題名:Exogenous nitric oxide stimulated collagen type I expression and TGF-beta1 production in keloid fibroblasts by a cGMP- dependent manner
作者:李婉若
Hsu YC; Hsiao M; Chien YW; Lee WR 貢獻者:臨床醫學研究所
上傳時間:2009-08-21T08:58:29Z
摘要:Keloids arise from the aberrant wound healing process and nitric oxide (NO) plays an important role in the inflammation stage of wound healing. In order to better define the potential effect of NO/cGMP signal pathway in the keloid pathogenesis, the enhancing effect of
exogenous NO (released from NO donor) on collagen
expression in the keloid fibroblast (KF) as well as on the induction of collagen type I protein and TGF-beta1 expression in the KF were studied in this investigation.

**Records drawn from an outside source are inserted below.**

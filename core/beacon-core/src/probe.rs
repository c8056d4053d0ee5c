//! Display-mode detection.
//!
//! Hosts report how the page is being rendered; the probe condenses that into
//! the single "standalone" answer the tracker cares about. Standalone means
//! the app was launched from an installed icon rather than a browser tab.

/// Answers whether the app is currently running in standalone (installed)
/// mode. Pure and synchronous; evaluate once per page context.
pub trait DisplayModeProbe {
    fn is_standalone(&self) -> bool;
}

/// Probe built from host-reported signals: the CSS `display-mode` media value
/// and the vendor-specific iOS `navigator.standalone` flag.
#[derive(Debug, Clone)]
pub struct HostDisplayMode {
    display_mode: String,
    ios_standalone: bool,
}

impl HostDisplayMode {
    pub fn new(display_mode: impl Into<String>, ios_standalone: bool) -> Self {
        Self {
            display_mode: display_mode.into(),
            ios_standalone,
        }
    }
}

impl DisplayModeProbe for HostDisplayMode {
    fn is_standalone(&self) -> bool {
        self.display_mode.eq_ignore_ascii_case("standalone") || self.ios_standalone
    }
}

#[cfg(test)]
mod tests {
    use super::*;

    #[test]
    fn test_standalone_display_mode() {
        assert!(HostDisplayMode::new("standalone", false).is_standalone());
    }

    #[test]
    fn test_browser_display_mode() {
        assert!(!HostDisplayMode::new("browser", false).is_standalone());
    }

    #[test]
    fn test_minimal_ui_is_not_standalone() {
        assert!(!HostDisplayMode::new("minimal-ui", false).is_standalone());
    }

    #[test]
    fn test_ios_flag_overrides_display_mode() {
        assert!(HostDisplayMode::new("browser", true).is_standalone());
    }

    #[test]
    fn test_display_mode_is_case_insensitive() {
        assert!(HostDisplayMode::new("Standalone", false).is_standalone());
    }
}
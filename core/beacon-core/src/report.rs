//! Best-effort beacon delivery to the tracking endpoints.
//!
//! Delivery is at-most-once by contract: one POST per call, no retry, no
//! queueing. A failed POST is logged and returned as `Err`; the caller
//! decides whether a later trigger re-attempts the transition. The remote
//! response body is acknowledged and logged, never otherwise interpreted.

use serde::{Deserialize, Serialize};

/// Canonical install endpoint, relative to the base URL.
pub const INSTALL_ENDPOINT: &str = "/track-install/";
/// Canonical uninstall endpoint, relative to the base URL.
pub const UNINSTALL_ENDPOINT: &str = "/track-uninstall/";

/// Anti-forgery cookie name and the header it is forwarded as.
const CSRF_COOKIE: &str = "csrftoken";
const CSRF_HEADER: &str = "X-CSRFToken";

/// Immutable event report sent to the remote endpoint.
#[derive(Debug, Clone, PartialEq, Eq, Serialize)]
pub struct BeaconPayload {
    pub device_id: String,
    /// Readable vendor label; omitted when the user agent is unrecognized.
    #[serde(skip_serializing_if = "Option::is_none")]
    pub device_name: Option<String>,
    /// Raw user-agent string.
    pub device_info: String,
}

/// Remote acknowledgement. The endpoint returns a small JSON object; we only
/// log it, so unknown fields are fine and all fields are optional.
#[derive(Debug, Clone, Default, Deserialize)]
pub struct Ack {
    #[serde(default)]
    pub status: Option<String>,
    #[serde(default)]
    pub message: Option<String>,
}

/// Why a beacon did not get through. All variants are non-fatal.
#[derive(Debug, thiserror::Error)]
pub enum ReportError {
    #[error("request to {endpoint} failed: {source}")]
    Transport {
        endpoint: String,
        #[source]
        source: reqwest::Error,
    },

    #[error("{endpoint} returned HTTP {status}")]
    Status { endpoint: String, status: u16 },

    #[error("{endpoint} returned a malformed response: {source}")]
    MalformedResponse {
        endpoint: String,
        #[source]
        source: reqwest::Error,
    },
}

/// Performs the idempotent network call for one beacon.
pub trait Reporter {
    fn report(&self, endpoint: &str, payload: &BeaconPayload) -> Result<Ack, ReportError>;
}

/// Blocking HTTP reporter.
///
/// Posts JSON to `{base_url}{endpoint}`, forwarding the host-provided cookie
/// header and attaching `X-CSRFToken` when a `csrftoken` cookie is present.
/// No timeout beyond the transport default, no retries.
pub struct HttpReporter {
    client: reqwest::blocking::Client,
    base_url: String,
    cookie_header: Option<String>,
}

impl HttpReporter {
    pub fn new(base_url: impl Into<String>, cookie_header: Option<String>) -> Self {
        Self {
            client: reqwest::blocking::Client::new(),
            base_url: base_url.into(),
            cookie_header,
        }
    }
}

impl Reporter for HttpReporter {
    fn report(&self, endpoint: &str, payload: &BeaconPayload) -> Result<Ack, ReportError> {
        let url = format!("{}{}", self.base_url.trim_end_matches('/'), endpoint);

        let mut request = self.client.post(&url).json(payload);
        if let Some(cookie) = &self.cookie_header {
            request = request.header(reqwest::header::COOKIE, cookie);
            if let Some(token) = csrf_token(cookie) {
                request = request.header(CSRF_HEADER, token);
            }
        }

        let response = request.send().map_err(|e| ReportError::Transport {
            endpoint: endpoint.to_string(),
            source: e,
        })?;

        let status = response.status();
        if !status.is_success() {
            return Err(ReportError::Status {
                endpoint: endpoint.to_string(),
                status: status.as_u16(),
            });
        }

        let ack: Ack = response.json().map_err(|e| ReportError::MalformedResponse {
            endpoint: endpoint.to_string(),
            source: e,
        })?;
        tracing::debug!(endpoint, status = ?ack.status, "beacon acknowledged");
        Ok(ack)
    }
}

/// The anti-forgery token to attach, if the cookie header carries a
/// non-empty `csrftoken`. An empty cookie value means no header at all.
fn csrf_token(cookie_header: &str) -> Option<String> {
    cookie_value(cookie_header, CSRF_COOKIE).filter(|token| !token.is_empty())
}

/// Extracts a named cookie from a `Cookie:`-style header string, decoding
/// percent-escapes the way the browser would.
pub fn cookie_value(header: &str, name: &str) -> Option<String> {
    for part in header.split(';') {
        let part = part.trim();
        if let Some(value) = part.strip_prefix(name).and_then(|r| r.strip_prefix('=')) {
            return Some(percent_decode(value));
        }
    }
    None
}

fn percent_decode(value: &str) -> String {
    fn hex(b: u8) -> Option<u8> {
        (b as char).to_digit(16).map(|d| d as u8)
    }

    let bytes = value.as_bytes();
    let mut out = Vec::with_capacity(bytes.len());
    let mut i = 0;
    while i < bytes.len() {
        if bytes[i] == b'%' && i + 2 < bytes.len() {
            if let (Some(hi), Some(lo)) = (hex(bytes[i + 1]), hex(bytes[i + 2])) {
                out.push(hi << 4 | lo);
                i += 3;
                continue;
            }
        }
        out.push(bytes[i]);
        i += 1;
    }
    String::from_utf8_lossy(&out).into_owned()
}

#[cfg(test)]
mod tests {
    use super::*;

    #[test]
    fn test_payload_omits_missing_device_name() {
        let payload = BeaconPayload {
            device_id: "id-1".to_string(),
            device_name: None,
            device_info: "curl/8.4.0".to_string(),
        };
        let json = serde_json::to_value(&payload).unwrap();
        assert!(json.get("device_name").is_none());
        assert_eq!(json["device_id"], "id-1");
        assert_eq!(json["device_info"], "curl/8.4.0");
    }

    #[test]
    fn test_payload_includes_device_name_when_present() {
        let payload = BeaconPayload {
            device_id: "id-1".to_string(),
            device_name: Some("iPhone".to_string()),
            device_info: "Mozilla/5.0 (iPhone)".to_string(),
        };
        let json = serde_json::to_value(&payload).unwrap();
        assert_eq!(json["device_name"], "iPhone");
    }

    #[test]
    fn test_cookie_value_found() {
        let header = "sessionid=abc123; csrftoken=tok-42; theme=dark";
        assert_eq!(cookie_value(header, "csrftoken"), Some("tok-42".to_string()));
    }

    #[test]
    fn test_cookie_value_missing() {
        assert_eq!(cookie_value("sessionid=abc123", "csrftoken"), None);
    }

    #[test]
    fn test_cookie_value_does_not_match_prefix_names() {
        // "xcsrftoken" must not satisfy a lookup for "csrftoken".
        assert_eq!(cookie_value("xcsrftoken=nope", "csrftoken"), None);
    }

    #[test]
    fn test_cookie_value_percent_decoded() {
        assert_eq!(
            cookie_value("csrftoken=a%2Fb%3Dc", "csrftoken"),
            Some("a/b=c".to_string())
        );
    }

    #[test]
    fn test_csrf_token_from_cookie_header() {
        assert_eq!(
            csrf_token("sessionid=abc; csrftoken=tok-42"),
            Some("tok-42".to_string())
        );
    }

    #[test]
    fn test_empty_csrf_cookie_yields_no_token() {
        // "csrftoken=" parses as an empty value; no header gets attached.
        assert_eq!(cookie_value("csrftoken=", "csrftoken"), Some(String::new()));
        assert_eq!(csrf_token("csrftoken="), None);
        assert_eq!(csrf_token("sessionid=abc"), None);
    }

    #[test]
    fn test_percent_decode_leaves_invalid_escapes() {
        assert_eq!(percent_decode("a%zzb"), "a%zzb");
        assert_eq!(percent_decode("trailing%2"), "trailing%2");
    }

    #[test]
    fn test_ack_tolerates_unknown_fields() {
        let ack: Ack =
            serde_json::from_str(r#"{"status": "ok", "install_count": 3}"#).unwrap();
        assert_eq!(ack.status.as_deref(), Some("ok"));
        assert!(ack.message.is_none());
    }
}
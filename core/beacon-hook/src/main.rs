//! beacon-hook: CLI hook handler for PWA install lifecycle tracking.
//!
//! The webview host forwards browser lifecycle events to this binary as JSON
//! on stdin; it drives the lifecycle tracker against the shared storage root
//! and exits. The host schedules the delayed uninstall check itself (see
//! `beacon_core::UNINSTALL_CHECK_DELAY`).
//!
//! ## Subcommands
//!
//! - `handle`: Main event handler, reads JSON from stdin
//! - `device-id`: Prints the stable device id, generating one on first use
//! - `status`: Prints the last-known install state

mod handle;
mod logging;

use clap::{Parser, Subcommand};

use beacon_core::flags::{FlagStore, KEY_INSTALL_STATE};
use beacon_core::{identity, InstallState, StorageConfig};

#[derive(Parser)]
#[command(name = "beacon-hook")]
#[command(about = "PWA install lifecycle tracker")]
#[command(version)]
struct Cli {
    #[command(subcommand)]
    command: Commands,
}

#[derive(Subcommand)]
enum Commands {
    /// Handle a lifecycle event (reads JSON from stdin)
    Handle {
        /// Base URL the tracking endpoints hang off of
        #[arg(long, default_value = "http://127.0.0.1:8000")]
        base_url: String,
    },

    /// Print the stable device id
    DeviceId,

    /// Print the last-known install state
    Status,
}

fn main() {
    let _logging_guard = logging::init();
    let cli = Cli::parse();

    match cli.command {
        Commands::Handle { base_url } => {
            // Report failures are swallowed inside the tracker; only bad
            // input exits non-zero.
            if let Err(e) = handle::run(&base_url) {
                tracing::error!(error = %e, "beacon-hook handle failed");
                std::process::exit(1);
            }
        }
        Commands::DeviceId => {
            let storage = StorageConfig::default();
            if let Err(e) = storage.ensure_dirs() {
                tracing::warn!(error = %e, "could not create storage dirs");
            }
            let mut flags = FlagStore::load(&storage.state_file());
            println!("{}", identity::device_id(&mut flags));
        }
        Commands::Status => {
            let storage = StorageConfig::default();
            let flags = FlagStore::load(&storage.state_file());
            // Same parsing as the tracker, so a corrupt flag reads as unknown
            // here too.
            let state = InstallState::from_flag(flags.get(KEY_INSTALL_STATE));
            println!("{}", state.as_flag());
        }
    }
}
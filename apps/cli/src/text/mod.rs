//! Client-side text post-processing: the logic Pathio applies to
//! backend-supplied strings before anything reaches the screen.

pub mod augment;
pub mod format;
pub mod normalize;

The DETA NONOate, an NO donor, was added to the KF, as the exogenous NO, to release NO in the culture medium.
The expression of collagens was then determined by
assaying the total soluble collagens and collagen type I in the KF. The cellular concentration of cGMP was
measured by EIA in the KF. Exogenous NO was found to enhance the expression of collagens and elevate the cellular levels of cGMP. Moreover, to evaluate the effect of the elevated cellular cGMP levels on the
expression of collagen and TGF-beta1, both cGMP and TGF- beta1 were measured by ELISA. The inhibitors for
phosphodiesterase (PDE), such as IBMX (3-isobutyl-1- methylxanthine), Vinpocetine, EHNA, Milrinone and
Zapriast, which have been reported to reduce the ability of PDE and subsequently produce an increase of cellular cGMP, induce the production of autocrine TGF-beta1 as well as the synthesis of collagen in the KF. In this investigation, the inhibition of the PDE enzyme activity was observed to enhance the effect on the collagen
synthesis, and was induced by exogenous NO. Taken
together, these results have suggested that the NO/cGMP pathway could positively influence the progression of keloid formation, via the TGF-beta1 expression in the KF.